Baran, üzüm üretimini daha geniş bir alanda sürdürmek ve daha fazla istihdam sağlamayı hedeflerken 2010 yılında vefat etti.
Bunun üzerine Baran’ın İstanbul’da yaşayan biri kız 3 çocuğu babalarının hatırasını yaşatmak için “Şükrü Baran Bağı” adını verdikleri üzüm bağına sahip çıktı.
Özveriyle çalışan kardeşler üretim yaptıkları alanı 350 dönümden 10 yılda 600 dönüme çıkardı, 300 dönüm alanda da ceviz ve badem yetiştirdi.
Hem İstanbul’daki işlerini sürdüren hem de kilometrelerce uzaklıktaki baba yadigarı üzüm bağına sahip çıkan 3 kardeşin çalışması takdir görüyor.
“Bölgedeki en büyük üzüm üreticilerinin başında gelmekteyiz”
Kardeşlerden Devrim Baran, AA muhabirine yaptığı açıklamada, babalarının çiftçilik bilgisi olmamasına rağmen yaptığı araştırmalar sonucu oluşturduğu örnek bağ ile yörede öküzgözü üzümü yetiştiriciliğinin yaygınlaşmasını öncülük ettiğini belirterek eldeki imkanlar ile neler başarılabileceğini gösterdiğini söyledi.
Baran, babasının emeği sonunda bölgenin en büyük üzüm bağına sahip olduğunu, yetiştirdiği üzümler ile Türkiye’de bağcılıkta tanınan bir isim haline geldiğini anlattı. Devrim Baran, babasının hedefinin üzüm bağını 1000 dönüme çıkararak daha fazla üretim ve istihdam sağlamak olduğunu ancak bunu gerçekleştiremeden vefat ettiğini aktardı.
“3 kardeş olarak babamızın doğup büyüdüğümüz bu topraklara bıraktığı emanete, baba yadigarı üzüm bağına sahip çıkmak için buradayız. Babamızdan kalan 350 dönüm bağı üç kardeş 600 dönüme çıkardık. Bölgedeki en büyük üzüm üreticilerinin başında gelmekteyiz. Bunu daha da ilerilere taşımak istiyoruz. Yaptığımız yatırımları gören diğer yatırımcıları da buraya davet ediyoruz.” diyen Baran, üretime daha fazla katkı sunmak için üzümün yanı sıra 300 dönüm alanda ceviz ve badem yetiştiriciliğine başladıklarını bildirdi.

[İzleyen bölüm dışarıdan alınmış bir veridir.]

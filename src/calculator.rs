//! Due date calculation over working time
//!
//! Walks forward from the submit time one working day at a time, consuming
//! each day's remaining capacity until the turnaround is exhausted.

use chrono::{Days, NaiveDateTime, NaiveTime, TimeDelta, Timelike};
use tracing::{debug, info};

use crate::error::{DueDateError, Result};
use crate::policy::CalendarPolicy;
use crate::turnaround::{format_seconds, Turnaround};

/// Non-working days the next-period search may skip before giving up
pub const DEFAULT_MAX_SKIP_DAYS: u32 = 366;

/// Seconds left between the given clock time and the end of the working day.
///
/// No clamping: a time at or after `end_hour` gives zero or a negative value,
/// a time before the working day starts gives more than a full day.
pub fn available_seconds_at(end_hour: u32, hour: u32, minute: u32, second: u32) -> i64 {
    let remaining_hours = end_hour as i64 - hour as i64;
    remaining_hours * 3600 - minute as i64 * 60 - second as i64
}

#[derive(Debug, Clone)]
pub struct DueDateCalculator {
    policy: CalendarPolicy,
    max_skip_days: u32,
}

impl DueDateCalculator {
    pub fn new(policy: CalendarPolicy) -> Self {
        Self {
            policy,
            max_skip_days: DEFAULT_MAX_SKIP_DAYS,
        }
    }

    pub fn with_max_skip_days(mut self, days: u32) -> Self {
        self.max_skip_days = days.max(1);
        self
    }

    pub fn policy(&self) -> &CalendarPolicy {
        &self.policy
    }

    pub fn max_skip_days(&self) -> u32 {
        self.max_skip_days
    }

    /// Remaining working seconds on the calendar day of `at`
    pub fn available_seconds(&self, at: NaiveDateTime) -> i64 {
        available_seconds_at(self.policy.end_hour(), at.hour(), at.minute(), at.second())
    }

    /// Start of the first business day strictly after the day of `at`
    pub fn next_working_period_start(&self, at: NaiveDateTime) -> Result<NaiveDateTime> {
        let start = NaiveTime::from_hms_opt(self.policy.start_hour(), 0, 0)
            .ok_or(DueDateError::OutOfRange)?;
        let mut date = at.date().succ_opt().ok_or(DueDateError::OutOfRange)?;
        let mut skipped = 0;

        while !self.policy.is_business_day(date) {
            if let Some(name) = self.policy.holiday_name(date) {
                debug!("Skipping {} ({})", date, name);
            }
            skipped += 1;
            if skipped > self.max_skip_days {
                return Err(DueDateError::NoWorkingDay {
                    days: self.max_skip_days,
                });
            }
            date = date.succ_opt().ok_or(DueDateError::OutOfRange)?;
        }

        Ok(date.and_time(start))
    }

    /// True if `at` falls on a business day within working hours
    pub fn is_within_working_time(&self, at: NaiveDateTime) -> bool {
        self.policy.is_business_day(at.date())
            && at.hour() >= self.policy.start_hour()
            && at.hour() < self.policy.end_hour()
    }

    /// Compute the due date for a submission.
    ///
    /// The submit time is taken as-is. One submitted outside working hours
    /// yields a negative first-day capacity, which adds to the remaining
    /// time before rolling to the next working day; one submitted on a
    /// weekend or holiday is counted as if that day were worked. Use
    /// [`calculate_checked`](Self::calculate_checked) to reject such input.
    pub fn calculate(
        &self,
        submitted: NaiveDateTime,
        turnaround: &Turnaround,
    ) -> Result<NaiveDateTime> {
        let mut remaining = turnaround.total_seconds(&self.policy);
        let mut due = submitted;

        // The first day holds at most 24h, every later day one working day,
        // so the walk covers at least this many calendar days
        let min_days = (remaining - 86_400).max(0) / self.policy.working_day_seconds();
        if submitted
            .date()
            .checked_add_days(Days::new(min_days as u64))
            .is_none()
        {
            return Err(DueDateError::OutOfRange);
        }

        debug!(
            "Calculating due date from {} for {} ({} working)",
            submitted,
            turnaround,
            format_seconds(remaining)
        );

        while remaining > 0 {
            let available = self.available_seconds(due);

            if remaining <= available {
                let delta = TimeDelta::try_seconds(remaining).ok_or(DueDateError::OutOfRange)?;
                due = due
                    .checked_add_signed(delta)
                    .ok_or(DueDateError::OutOfRange)?;
                break;
            }

            remaining -= available;
            due = self.next_working_period_start(due)?;
            debug!(
                "Consumed {} of working time, {} left, continuing at {}",
                format_seconds(available),
                format_seconds(remaining),
                due
            );
        }

        info!("Due date for {} + {}: {}", submitted, turnaround, due);
        Ok(due)
    }

    /// Like [`calculate`](Self::calculate), but rejects a submit time that is
    /// not within working hours of a business day
    pub fn calculate_checked(
        &self,
        submitted: NaiveDateTime,
        turnaround: &Turnaround,
    ) -> Result<NaiveDateTime> {
        if !self.is_within_working_time(submitted) {
            return Err(DueDateError::SubmitOutsideWorkingTime { submitted });
        }
        self.calculate(submitted, turnaround)
    }
}

impl Default for DueDateCalculator {
    fn default() -> Self {
        Self::new(CalendarPolicy::default())
    }
}



/// Kani formal verification proofs
#[cfg(kani)]
mod kani_proofs {
    use super::*;

    #[kani::proof]
    fn available_seconds_within_working_day() {
        let hour: u32 = kani::any();
        kani::assume(hour >= 9 && hour < 17);
        let minute: u32 = kani::any();
        kani::assume(minute < 60);
        let second: u32 = kani::any();
        kani::assume(second < 60);

        let available = available_seconds_at(17, hour, minute, second);
        kani::assert(available > 0, "capacity inside working hours must be positive");
        kani::assert(available <= 8 * 3600, "capacity must not exceed one working day");
    }

    #[kani::proof]
    fn available_seconds_never_positive_after_close() {
        let hour: u32 = kani::any();
        kani::assume(hour >= 17 && hour < 24);
        let minute: u32 = kani::any();
        kani::assume(minute < 60);
        let second: u32 = kani::any();
        kani::assume(second < 60);

        kani::assert(
            available_seconds_at(17, hour, minute, second) <= 0,
            "capacity after close must not be positive",
        );
    }
}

Bağcılığın keyif ve huzur veren bir iş olduğuna işaret eden Baran, istihdam ve üretime katkı sağlayabilmenin gurur verici olduğunu kaydetti.
“Her bir üzüm yaprağında babamızı görüyoruz”

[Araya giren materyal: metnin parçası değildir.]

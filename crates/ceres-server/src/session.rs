//! Kernel session: one controller shared by every connected client.
//!
//! Display signals of the running submission are delivered to every
//! subscriber through its own unbounded queue, so a slow client delays its
//! own output but never loses any. Only one submission runs at a time.

use std::sync::atomic::{AtomicU64, Ordering};
use std::sync::{Arc, Mutex, MutexGuard};

use ceres_core::{
    AbortHandle, Compiler, DisplaySink, ExecutionController, ExecutionReport, InputAffordance,
};
use tokio::sync::mpsc;
use tokio::task::JoinHandle;

use crate::error::{ServerError, ServerResult};
use crate::protocol::ServerMessage;
use crate::widget;

/// Controller type shared by the server.
pub type SharedController = ExecutionController<Arc<dyn Compiler>>;

/// Per-client message queues.
#[derive(Clone, Default)]
struct Subscribers {
    queues: Arc<Mutex<Vec<mpsc::UnboundedSender<ServerMessage>>>>,
}

impl Subscribers {
    fn lock(&self) -> MutexGuard<'_, Vec<mpsc::UnboundedSender<ServerMessage>>> {
        self.queues
            .lock()
            .unwrap_or_else(|poisoned| poisoned.into_inner())
    }

    fn subscribe(&self) -> mpsc::UnboundedReceiver<ServerMessage> {
        let (tx, rx) = mpsc::unbounded_channel();
        self.lock().push(tx);
        rx
    }

    /// Queue `msg` for every subscriber, dropping disconnected ones.
    fn send(&self, msg: ServerMessage) {
        // No subscribers is fine: the submission still runs to completion.
        self.lock().retain(|tx| tx.send(msg.clone()).is_ok());
    }
}

/// Forwards display signals to WebSocket subscribers.
struct BroadcastSink {
    subscribers: Subscribers,
}

impl BroadcastSink {
    fn send(&self, msg: ServerMessage) {
        self.subscribers.send(msg);
    }
}

impl DisplaySink for BroadcastSink {
    fn append(&mut self, text: &str) {
        self.send(ServerMessage::Stream {
            text: text.to_string(),
        });
    }

    fn clear(&mut self, wait: bool) {
        self.send(ServerMessage::ClearOutput { wait });
    }

    fn show_input(&mut self, affordance: &InputAffordance) {
        self.send(ServerMessage::DisplayInput {
            request_id: affordance.request_id,
            relay_url: affordance.relay_url.clone(),
            html: widget::render_input(affordance),
        });
    }
}

/// Shared execution state behind the WebSocket front end.
pub struct KernelSession {
    controller: Arc<SharedController>,
    subscribers: Subscribers,
    running: Mutex<Option<AbortHandle>>,
    execution_count: AtomicU64,
}

impl KernelSession {
    /// Create a session around `controller`.
    pub fn new(controller: SharedController) -> Self {
        Self {
            controller: Arc::new(controller),
            subscribers: Subscribers::default(),
            running: Mutex::new(None),
            execution_count: AtomicU64::new(0),
        }
    }

    /// Subscribe to server messages sent from now on.
    pub fn subscribe(&self) -> mpsc::UnboundedReceiver<ServerMessage> {
        self.subscribers.subscribe()
    }

    /// Broadcast a message to all subscribers.
    pub fn broadcast(&self, msg: ServerMessage) {
        self.subscribers.send(msg);
    }

    /// The controller.
    pub fn controller(&self) -> &SharedController {
        &self.controller
    }

    /// Number of submissions accepted so far.
    pub fn execution_count(&self) -> u64 {
        self.execution_count.load(Ordering::SeqCst)
    }

    /// Whether a submission is running.
    pub fn is_busy(&self) -> bool {
        self.running_lock().is_some()
    }

    fn running_lock(&self) -> MutexGuard<'_, Option<AbortHandle>> {
        self.running
            .lock()
            .unwrap_or_else(|poisoned| poisoned.into_inner())
    }

    /// Start a submission in the background.
    ///
    /// The returned task resolves after the `execute_reply` was broadcast.
    pub fn start_execution(
        self: &Arc<Self>,
        code: String,
    ) -> ServerResult<JoinHandle<Option<ExecutionReport>>> {
        let abort = {
            let mut running = self.running_lock();
            if running.is_some() {
                return Err(ServerError::ExecutionInProgress);
            }
            let abort = AbortHandle::new();
            *running = Some(abort.clone());
            abort
        };
        let execution_count = self.execution_count.fetch_add(1, Ordering::SeqCst) + 1;
        tracing::info!("Starting execution {}", execution_count);

        let session = Arc::clone(self);
        Ok(tokio::spawn(async move {
            // The controller blocks on pipes and the relay table.
            let controller = Arc::clone(&session.controller);
            let mut sink = BroadcastSink {
                subscribers: session.subscribers.clone(),
            };
            let result = tokio::task::spawn_blocking(move || {
                controller.execute(&code, &mut sink, &abort)
            })
            .await;

            *session.running_lock() = None;

            match result {
                Ok(report) => {
                    session.broadcast(ServerMessage::ExecuteReply {
                        status: report.status,
                        execution_count,
                        exit_code: report.exit_code,
                    });
                    Some(report)
                }
                Err(e) => {
                    tracing::error!("Task join error: {}", e);
                    session.broadcast(ServerMessage::Error {
                        message: format!("Execution failed: {e}"),
                    });
                    None
                }
            }
        }))
    }

    /// Abort the running submission.
    pub fn interrupt(&self) -> ServerResult<()> {
        match self.running_lock().as_ref() {
            Some(abort) => {
                tracing::info!("Interrupt requested");
                abort.abort();
                Ok(())
            }
            None => Err(ServerError::NothingRunning),
        }
    }
}
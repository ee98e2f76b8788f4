//! ANSI color sequences used in transcript text.

pub const RESET: &str = "\x1b[0m";
pub const BOLD: &str = "\x1b[1m";
pub const RED: &str = "\x1b[31m";
pub const BOLD_RED: &str = "\x1b[1;31m";
pub const BOLD_YELLOW: &str = "\x1b[1;33m";
pub const BOLD_CYAN: &str = "\x1b[1;36m";
pub const GREEN: &str = "\x1b[32m";
pub const YELLOW: &str = "\x1b[33m";
pub const CYAN: &str = "\x1b[36m";
pub const DIM: &str = "\x1b[2m";
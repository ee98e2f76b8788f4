//! Execution controller: one submission end to end.
//!
//! ```text
//! source ──► Instrumenter ──► Compiler ──► Supervisor ─┬─► output ──► sink
//!                                              ▲        │
//!                                              │        └─► marker ──► affordance
//!                                              │                          │
//!                                              └──── value ◄── RelayTable ◄┘
//! ```
//!
//! Whatever happens, the lifecycle guard terminates the program and removes
//! the build directory before [`ExecutionController::execute`] returns.

use std::time::{Duration, Instant};

use serde::{Deserialize, Serialize};

use crate::abort::AbortHandle;
use crate::colors::{RED, RESET};
use crate::compile::{CCompiler, CompileOutcome, CompileRequest, Compiler, colorize_diagnostics};
use crate::config::ExecutionConfig;
use crate::display::{DisplaySink, InputAffordance, Transcript};
use crate::error::{Error, Result};
use crate::instrument::Instrumenter;
use crate::lifecycle::LifecycleGuard;
use crate::relay::{AwaitOutcome, RelayTable, WaitPolicy};
use crate::session::ExecutionSession;
use crate::supervisor::{Pump, Supervisor};

/// Notice appended when the user aborts a submission.
pub const INTERRUPTED_NOTICE: &str = "\n\x1b[31m> Execution interrupted by user.\x1b[0m\n";

/// Terminal status of a submission.
#[derive(Debug, Clone, Copy, PartialEq, Eq, Serialize, Deserialize)]
#[serde(rename_all = "snake_case")]
pub enum ExecutionStatus {
    /// The program ran and exited.
    Ok,
    /// Build or launch failed; the transcript explains why.
    Failed,
    /// The user aborted the submission.
    Aborted,
}

impl ExecutionStatus {
    pub fn as_str(&self) -> &'static str {
        match self {
            Self::Ok => "ok",
            Self::Failed => "failed",
            Self::Aborted => "aborted",
        }
    }
}

/// Summary of one submission.
#[derive(Debug, Clone)]
pub struct ExecutionReport {
    pub status: ExecutionStatus,
    /// Exit code of the program, when it exited normally.
    pub exit_code: Option<i32>,
    pub duration: Duration,
}

enum Finished {
    Exited(Option<i32>),
    BuildFailed,
}

/// Drives submissions through build, run and input relay.
pub struct ExecutionController<C: Compiler = CCompiler> {
    compiler: C,
    instrumenter: Instrumenter,
    config: ExecutionConfig,
    relay: RelayTable,
    relay_url: Option<String>,
    guard: LifecycleGuard,
}

impl<C: Compiler> ExecutionController<C> {
    /// Create a controller answering input requests from `relay`.
    pub fn new(compiler: C, relay: RelayTable, config: ExecutionConfig) -> Result<Self> {
        let instrumenter = Instrumenter::new(config.marker.clone(), compiler.source_name())?;
        let guard = LifecycleGuard::new(config.termination_grace);

        Ok(Self {
            compiler,
            instrumenter,
            config,
            relay,
            relay_url: None,
            guard,
        })
    }

    /// Advertise `url` as the relay address in input affordances.
    pub fn with_relay_url(mut self, url: impl Into<String>) -> Self {
        self.relay_url = Some(url.into());
        self
    }

    /// The compiler collaborator.
    pub fn compiler(&self) -> &C {
        &self.compiler
    }

    /// The relay table answers are read from.
    pub fn relay(&self) -> &RelayTable {
        &self.relay
    }

    /// The execution configuration.
    pub fn config(&self) -> &ExecutionConfig {
        &self.config
    }

    /// The source instrumenter.
    pub fn instrumenter(&self) -> &Instrumenter {
        &self.instrumenter
    }

    /// Run one submission. Never fails: errors end up in the transcript and
    /// the returned status.
    pub fn execute(
        &self,
        source: &str,
        sink: &mut dyn DisplaySink,
        abort: &AbortHandle,
    ) -> ExecutionReport {
        let start = Instant::now();
        let mut transcript = Transcript::new(sink);

        let result = match ExecutionSession::create() {
            Ok(mut session) => {
                tracing::info!("Starting submission in {}", session.build_dir().display());
                let result = self.drive(source, &mut session, &mut transcript, abort);

                if let Some(request) = session.pending_request() {
                    self.relay.withdraw(request);
                    session.set_pending_request(None);
                }
                self.guard.terminate(&mut session);
                self.guard.cleanup(&mut session);
                result
            }
            Err(e) => Err(e),
        };

        let (status, exit_code) = match result {
            Ok(Finished::Exited(code)) => (ExecutionStatus::Ok, code),
            Ok(Finished::BuildFailed) => (ExecutionStatus::Failed, None),
            Err(Error::Aborted) => {
                transcript.append(INTERRUPTED_NOTICE);
                (ExecutionStatus::Aborted, None)
            }
            Err(e) => {
                transcript.append(&format!("{RED}Error: {e}{RESET}\n"));
                (ExecutionStatus::Failed, None)
            }
        };

        tracing::info!("Submission finished: {}", status.as_str());
        ExecutionReport {
            status,
            exit_code,
            duration: start.elapsed(),
        }
    }

    fn drive(
        &self,
        source: &str,
        session: &mut ExecutionSession,
        transcript: &mut Transcript<'_>,
        abort: &AbortHandle,
    ) -> Result<Finished> {
        check_abort(abort)?;

        let instrumented = self.instrumenter.instrument(source);
        let outcome = self.compiler.compile(&CompileRequest {
            source: &instrumented.text,
            work_dir: session.build_dir(),
            extra_flags: &instrumented.extra_flags,
        })?;

        let source_name = self.compiler.source_name();
        let executable = match outcome {
            CompileOutcome::Failed { diagnostics } => {
                transcript.append(&colorize_diagnostics(&diagnostics, source_name));
                return Ok(Finished::BuildFailed);
            }
            CompileOutcome::Success {
                executable,
                diagnostics,
            } => {
                if !diagnostics.trim().is_empty() {
                    transcript.append(&colorize_diagnostics(&diagnostics, source_name));
                }
                executable
            }
        };

        check_abort(abort)?;
        if !executable.exists() {
            return Err(Error::Launch {
                path: executable,
                message: "executable not found".to_string(),
            });
        }

        let supervisor = Supervisor::spawn(&executable, session.build_dir(), &self.config)?;
        session.attach(supervisor);

        loop {
            let Some(supervisor) = session.supervisor_mut() else {
                return Ok(Finished::Exited(None));
            };

            match supervisor.pump(&mut |text: &str| transcript.append(text), abort) {
                Pump::Exited(status) => {
                    return Ok(Finished::Exited(status.and_then(|s| s.code())));
                }
                Pump::Aborted => return Err(Error::Aborted),
                Pump::InputRequested => {
                    let value = self.solicit_input(session, transcript, abort)?;
                    if let Some(supervisor) = session.supervisor_mut() {
                        supervisor.provide_input(&value);
                    }
                }
            }
        }
    }

    /// Show an affordance and wait for the answer.
    fn solicit_input(
        &self,
        session: &mut ExecutionSession,
        transcript: &mut Transcript<'_>,
        abort: &AbortHandle,
    ) -> Result<String> {
        let request_id = self.relay.open();
        session.set_pending_request(Some(request_id));

        transcript.show_input(&InputAffordance {
            request_id,
            relay_url: self.relay_url.clone(),
        });

        let policy = WaitPolicy {
            poll_interval: self.config.input_poll_interval,
            timeout: self.config.input_timeout,
        };
        let outcome = self.relay.await_value(request_id, &policy, abort);
        session.set_pending_request(None);

        let value = match outcome {
            AwaitOutcome::Value(value) => value,
            AwaitOutcome::Cancelled | AwaitOutcome::TimedOut => {
                check_abort(abort)?;
                tracing::debug!(
                    "No input for request {}; using {:?}",
                    request_id,
                    self.config.default_input
                );
                self.config.default_input.clone()
            }
        };

        transcript.clear(true);
        transcript.echo_input(&value);
        Ok(value)
    }
}

fn check_abort(abort: &AbortHandle) -> Result<()> {
    if abort.is_aborted() {
        Err(Error::Aborted)
    } else {
        Ok(())
    }
}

Fatma Baytaş babalarının vefatının ardından hem medikal firmasını hem de bağcılığı 3 kardeş dayanışma içerisinde yürüttüklerini belirtti.

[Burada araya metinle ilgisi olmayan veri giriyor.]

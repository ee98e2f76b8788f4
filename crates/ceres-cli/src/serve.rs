//! Serve command implementation for Ceres CLI.
//!
//! Starts the WebSocket front end and the input relay.

use ceres_core::colors;
use ceres_core::{CompilerConfig, ExecutionConfig};
use ceres_server::ServerConfig;

/// Start the kernel server.
pub async fn execute(
    host: String,
    port: u16,
    relay_port: u16,
    cc: Option<String>,
) -> anyhow::Result<()> {
    println!("\n{}Ceres Server{} - Interactive C", colors::BOLD, colors::RESET);
    println!("{}", "─".repeat(50));

    let mut compiler = CompilerConfig::default();
    if let Some(cc) = cc {
        compiler = compiler.with_program(cc);
    }
    println!(
        "{}  ◆ Compiler:{} {}",
        colors::CYAN,
        colors::RESET,
        compiler.program.display()
    );

    let config = ServerConfig {
        host,
        port,
        relay_port,
    };

    println!(
        "{}  ◆ WebSocket:{} ws://{}:{}/ws",
        colors::CYAN,
        colors::RESET,
        config.host,
        config.port
    );
    if config.relay_port != 0 {
        println!(
            "{}  ◆ Input relay:{} http://{}:{}/",
            colors::CYAN,
            colors::RESET,
            config.host,
            config.relay_port
        );
    }
    println!("{}", "─".repeat(50));
    println!("{}Press Ctrl+C to stop{}", colors::GREEN, colors::RESET);
    println!();

    ceres_server::serve(config, compiler, ExecutionConfig::default()).await?;

    Ok(())
}
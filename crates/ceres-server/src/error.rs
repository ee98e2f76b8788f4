//! Error types for the Ceres server.

/// Server error type.
#[derive(Debug, thiserror::Error)]
pub enum ServerError {
    /// IO error, typically binding a listener.
    #[error("IO error: {0}")]
    Io(#[from] std::io::Error),

    /// Ceres core error.
    #[error("Core error: {0}")]
    Core(#[from] ceres_core::Error),

    /// A submission is already running.
    #[error("Execution already in progress")]
    ExecutionInProgress,

    /// Interrupt requested with nothing running.
    #[error("No execution in progress")]
    NothingRunning,

    /// The configured address does not parse.
    #[error("Invalid address: {0}")]
    InvalidAddress(String),
}

/// Result type for server operations.
pub type ServerResult<T> = Result<T, ServerError>;
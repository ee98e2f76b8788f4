//! Colorization of plain-text compiler diagnostics.

use crate::colors::{BOLD, BOLD_CYAN, BOLD_RED, BOLD_YELLOW, RESET};

const SEVERITIES: &[(&str, &str)] = &[
    ("error:", BOLD_RED),
    ("warning:", BOLD_YELLOW),
    ("note:", BOLD_CYAN),
];

/// Colorize compiler output line by line.
///
/// The `<source_name>:<line>:<col>:` prefix becomes bold, and the text from
/// the first `error:`, `warning:` or `note:` to the end of the line takes the
/// severity's color. Other lines pass through unchanged.
pub fn colorize_diagnostics(text: &str, source_name: &str) -> String {
    let mut output = String::with_capacity(text.len() + 64);

    for line in text.split_inclusive('\n') {
        let (body, newline) = match line.strip_suffix('\n') {
            Some(body) => (body, "\n"),
            None => (line, ""),
        };

        let (location, rest) = split_location(body, source_name);
        if !location.is_empty() {
            output.push_str(BOLD);
            output.push_str(location);
            output.push_str(RESET);
        }
        output.push_str(&colorize_severity(rest));
        output.push_str(newline);
    }

    output
}

/// Split `source.c:12:5:` off the front of a line.
fn split_location<'a>(line: &'a str, source_name: &str) -> (&'a str, &'a str) {
    let Some(after_name) = line.strip_prefix(source_name) else {
        return ("", line);
    };

    let mut cursor = after_name;
    for _ in 0..2 {
        let Some(after_colon) = cursor.strip_prefix(':') else {
            return ("", line);
        };
        let digits = after_colon.len() - after_colon.trim_start_matches(|c: char| c.is_ascii_digit()).len();
        if digits == 0 {
            return ("", line);
        }
        cursor = &after_colon[digits..];
    }

    match cursor.strip_prefix(':') {
        Some(rest) => line.split_at(line.len() - rest.len()),
        None => ("", line),
    }
}

fn colorize_severity(text: &str) -> String {
    let first = SEVERITIES
        .iter()
        .filter_map(|(label, color)| text.find(label).map(|pos| (pos, *color)))
        .min_by_key(|(pos, _)| *pos);

    match first {
        Some((pos, color)) => {
            let (head, tail) = text.split_at(pos);
            format!("{head}{color}{tail}{RESET}")
        }
        None => text.to_string(),
    }
}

Babalarını emanetine sahip çıkmak ve onu daha ileriye taşımak adına özveriyle çalıştıklarını anlatan Baytaş, “İstanbul’daki işimiz devam ediyor, bırakmış değiliz. Ama babamızdan gördüğümüz toprak ve memleket sevdası bize de miras kalmış ki Elazığ’a geldik.” dedi.
Baytaş baba yadigarı bu güzel bağı daha da geliştirmek istediklerini dile getirerek, “Bu bağdaki her bir üzüm kökünde her bir üzüm yaprağında ya da tanesinde babamızı, onun emeğini ve buraya olan sevgisini görüyoruz. Ayrıca memleketimizdeki insanlara bir istihdam sağlayabiliyorsak, kentin ekonomisine bir katkımız oluyorsa bu da bizim için ayrı bir mutluluk.” ifadesini kullandı.
Bağ bozumu sezonunda sona yaklaştıklarını, yaklaşık 50 mevsimlik işçi ile güzel bir hasat dönemi geçirdiklerini anlatan Baytaş, bu yıl 500 ton civarında rekolte beklediklerini sözlerine ekledi.